- Task data
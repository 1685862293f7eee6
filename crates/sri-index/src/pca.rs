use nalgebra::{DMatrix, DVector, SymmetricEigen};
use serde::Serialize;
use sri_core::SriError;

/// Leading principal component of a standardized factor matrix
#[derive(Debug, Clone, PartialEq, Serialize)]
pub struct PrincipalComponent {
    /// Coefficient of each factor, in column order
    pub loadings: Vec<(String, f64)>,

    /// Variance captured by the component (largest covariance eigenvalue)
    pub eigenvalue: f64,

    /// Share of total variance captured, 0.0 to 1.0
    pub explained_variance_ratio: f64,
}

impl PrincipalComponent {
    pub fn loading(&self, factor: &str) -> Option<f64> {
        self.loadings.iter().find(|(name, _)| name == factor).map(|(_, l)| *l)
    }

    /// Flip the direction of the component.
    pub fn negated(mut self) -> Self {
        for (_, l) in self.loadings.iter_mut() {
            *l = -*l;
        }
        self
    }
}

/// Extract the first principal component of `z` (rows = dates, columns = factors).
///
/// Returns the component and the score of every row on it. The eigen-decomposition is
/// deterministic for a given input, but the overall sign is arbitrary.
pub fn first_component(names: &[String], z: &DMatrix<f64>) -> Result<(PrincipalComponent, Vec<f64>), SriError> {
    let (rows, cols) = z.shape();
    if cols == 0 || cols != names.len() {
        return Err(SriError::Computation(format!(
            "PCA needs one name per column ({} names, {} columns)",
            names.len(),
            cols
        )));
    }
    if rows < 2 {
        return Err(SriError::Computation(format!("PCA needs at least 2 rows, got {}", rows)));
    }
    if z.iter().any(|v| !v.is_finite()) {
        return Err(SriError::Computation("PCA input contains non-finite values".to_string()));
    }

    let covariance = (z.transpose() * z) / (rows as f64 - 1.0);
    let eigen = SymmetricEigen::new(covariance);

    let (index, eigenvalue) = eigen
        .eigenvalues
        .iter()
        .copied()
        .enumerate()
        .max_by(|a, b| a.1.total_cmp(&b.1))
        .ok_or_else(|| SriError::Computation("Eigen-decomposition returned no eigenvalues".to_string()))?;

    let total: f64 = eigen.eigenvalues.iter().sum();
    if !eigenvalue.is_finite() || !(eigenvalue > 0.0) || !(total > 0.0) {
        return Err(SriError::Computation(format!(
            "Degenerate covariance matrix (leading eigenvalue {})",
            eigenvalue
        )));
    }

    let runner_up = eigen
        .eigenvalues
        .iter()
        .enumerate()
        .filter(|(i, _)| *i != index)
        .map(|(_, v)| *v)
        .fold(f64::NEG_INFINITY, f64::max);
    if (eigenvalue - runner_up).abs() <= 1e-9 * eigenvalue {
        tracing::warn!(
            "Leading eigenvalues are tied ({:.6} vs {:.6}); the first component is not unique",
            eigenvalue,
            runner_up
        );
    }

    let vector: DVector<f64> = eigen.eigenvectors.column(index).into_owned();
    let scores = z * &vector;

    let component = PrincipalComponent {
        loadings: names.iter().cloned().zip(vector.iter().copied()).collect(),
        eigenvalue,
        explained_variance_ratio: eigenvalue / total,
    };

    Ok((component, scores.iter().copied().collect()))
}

...

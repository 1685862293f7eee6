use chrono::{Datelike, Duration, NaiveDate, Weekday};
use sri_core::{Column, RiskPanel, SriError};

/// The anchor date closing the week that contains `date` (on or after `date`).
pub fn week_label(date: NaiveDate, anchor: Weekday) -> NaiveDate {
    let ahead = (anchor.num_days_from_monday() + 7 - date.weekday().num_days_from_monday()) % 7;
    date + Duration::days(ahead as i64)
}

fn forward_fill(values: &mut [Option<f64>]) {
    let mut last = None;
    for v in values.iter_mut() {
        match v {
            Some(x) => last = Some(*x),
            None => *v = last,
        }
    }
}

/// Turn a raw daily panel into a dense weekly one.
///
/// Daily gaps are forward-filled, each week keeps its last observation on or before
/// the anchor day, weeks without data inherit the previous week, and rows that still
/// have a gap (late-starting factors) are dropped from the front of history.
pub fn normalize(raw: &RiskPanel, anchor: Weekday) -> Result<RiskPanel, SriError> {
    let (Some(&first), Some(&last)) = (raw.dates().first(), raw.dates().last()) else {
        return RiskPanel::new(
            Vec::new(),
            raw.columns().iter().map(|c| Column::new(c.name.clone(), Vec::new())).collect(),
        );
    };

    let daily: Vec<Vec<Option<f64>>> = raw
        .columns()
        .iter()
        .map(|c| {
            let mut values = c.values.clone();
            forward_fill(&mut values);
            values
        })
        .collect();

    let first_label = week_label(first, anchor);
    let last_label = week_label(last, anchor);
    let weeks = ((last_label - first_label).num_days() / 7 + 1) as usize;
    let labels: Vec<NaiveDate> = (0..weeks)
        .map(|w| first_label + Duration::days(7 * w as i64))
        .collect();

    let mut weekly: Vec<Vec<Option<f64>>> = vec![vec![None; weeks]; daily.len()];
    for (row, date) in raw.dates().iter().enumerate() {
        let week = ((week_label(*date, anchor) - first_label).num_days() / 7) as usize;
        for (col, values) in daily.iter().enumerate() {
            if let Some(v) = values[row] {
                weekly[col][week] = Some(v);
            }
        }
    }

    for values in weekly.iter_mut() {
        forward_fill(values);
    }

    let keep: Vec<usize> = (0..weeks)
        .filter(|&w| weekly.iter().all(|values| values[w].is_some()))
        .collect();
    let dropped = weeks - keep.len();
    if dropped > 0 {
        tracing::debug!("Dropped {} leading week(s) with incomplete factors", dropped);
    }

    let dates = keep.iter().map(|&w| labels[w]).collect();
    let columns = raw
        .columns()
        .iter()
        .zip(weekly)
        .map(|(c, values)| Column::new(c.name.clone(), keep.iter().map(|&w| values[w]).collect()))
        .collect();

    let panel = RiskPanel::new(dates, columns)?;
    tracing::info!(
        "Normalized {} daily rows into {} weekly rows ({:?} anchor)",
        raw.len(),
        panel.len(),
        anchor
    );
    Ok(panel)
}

...

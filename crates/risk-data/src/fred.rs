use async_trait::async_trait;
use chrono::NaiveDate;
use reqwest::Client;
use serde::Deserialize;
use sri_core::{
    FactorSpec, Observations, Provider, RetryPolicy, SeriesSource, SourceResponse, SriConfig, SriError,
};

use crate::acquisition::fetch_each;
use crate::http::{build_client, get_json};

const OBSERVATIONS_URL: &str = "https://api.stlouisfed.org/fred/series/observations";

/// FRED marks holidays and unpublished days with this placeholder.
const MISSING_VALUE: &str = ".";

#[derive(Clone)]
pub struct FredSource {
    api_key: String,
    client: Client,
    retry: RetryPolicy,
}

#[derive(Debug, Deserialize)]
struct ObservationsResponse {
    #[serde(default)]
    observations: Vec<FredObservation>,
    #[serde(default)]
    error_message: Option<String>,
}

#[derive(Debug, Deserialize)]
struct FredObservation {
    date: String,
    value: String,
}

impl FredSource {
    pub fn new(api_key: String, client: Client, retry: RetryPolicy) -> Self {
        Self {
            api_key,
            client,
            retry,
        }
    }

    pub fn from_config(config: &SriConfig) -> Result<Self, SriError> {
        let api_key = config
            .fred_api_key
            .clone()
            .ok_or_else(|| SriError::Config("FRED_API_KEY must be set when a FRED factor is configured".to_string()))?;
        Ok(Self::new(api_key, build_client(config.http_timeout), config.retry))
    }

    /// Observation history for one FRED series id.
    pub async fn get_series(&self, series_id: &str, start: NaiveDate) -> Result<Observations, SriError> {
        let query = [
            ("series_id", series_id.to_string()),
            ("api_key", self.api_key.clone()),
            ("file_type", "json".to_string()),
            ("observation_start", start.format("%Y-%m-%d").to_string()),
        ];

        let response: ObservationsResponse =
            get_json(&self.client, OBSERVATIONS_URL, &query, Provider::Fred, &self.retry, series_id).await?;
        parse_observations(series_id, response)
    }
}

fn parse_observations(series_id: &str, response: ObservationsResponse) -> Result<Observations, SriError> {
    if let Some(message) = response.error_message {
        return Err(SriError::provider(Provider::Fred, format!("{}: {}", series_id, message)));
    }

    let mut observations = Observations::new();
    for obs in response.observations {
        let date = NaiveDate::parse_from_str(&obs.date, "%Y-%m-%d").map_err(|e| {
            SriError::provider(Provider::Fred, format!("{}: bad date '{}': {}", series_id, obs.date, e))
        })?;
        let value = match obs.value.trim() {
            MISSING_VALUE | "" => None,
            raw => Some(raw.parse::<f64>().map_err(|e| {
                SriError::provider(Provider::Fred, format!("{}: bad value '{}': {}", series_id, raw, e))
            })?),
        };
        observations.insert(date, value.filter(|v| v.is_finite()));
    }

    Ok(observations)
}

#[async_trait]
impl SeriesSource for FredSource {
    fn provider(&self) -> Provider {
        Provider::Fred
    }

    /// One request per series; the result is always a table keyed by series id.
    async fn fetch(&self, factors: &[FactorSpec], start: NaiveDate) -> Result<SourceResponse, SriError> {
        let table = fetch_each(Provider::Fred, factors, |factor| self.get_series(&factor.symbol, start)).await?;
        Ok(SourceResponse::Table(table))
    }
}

- Task directions
For this exercise, please output exactly the lines above starting at the line with "let daily: Vec<Vec<Option<f64>>> = raw" and ending at the line with "for (row, date)", ends included.

- The answer
    let daily: Vec<Vec<Option<f64>>> = raw
        .columns()
        .iter()
        .map(|c| {
            let mut values = c.values.clone();
            forward_fill(&mut values);
            values
        })
        .collect();

    let first_label = week_label(first, anchor);
    let last_label = week_label(last, anchor);
    let weeks = ((last_label - first_label).num_days() / 7 + 1) as usize;
    let labels: Vec<NaiveDate> = (0..weeks)
        .map(|w| first_label + Duration::days(7 * w as i64))
        .collect();

    let mut weekly: Vec<Vec<Option<f64>>> = vec![vec![None; weeks]; daily.len()];
    for (row, date) in raw.dates().iter().enumerate() {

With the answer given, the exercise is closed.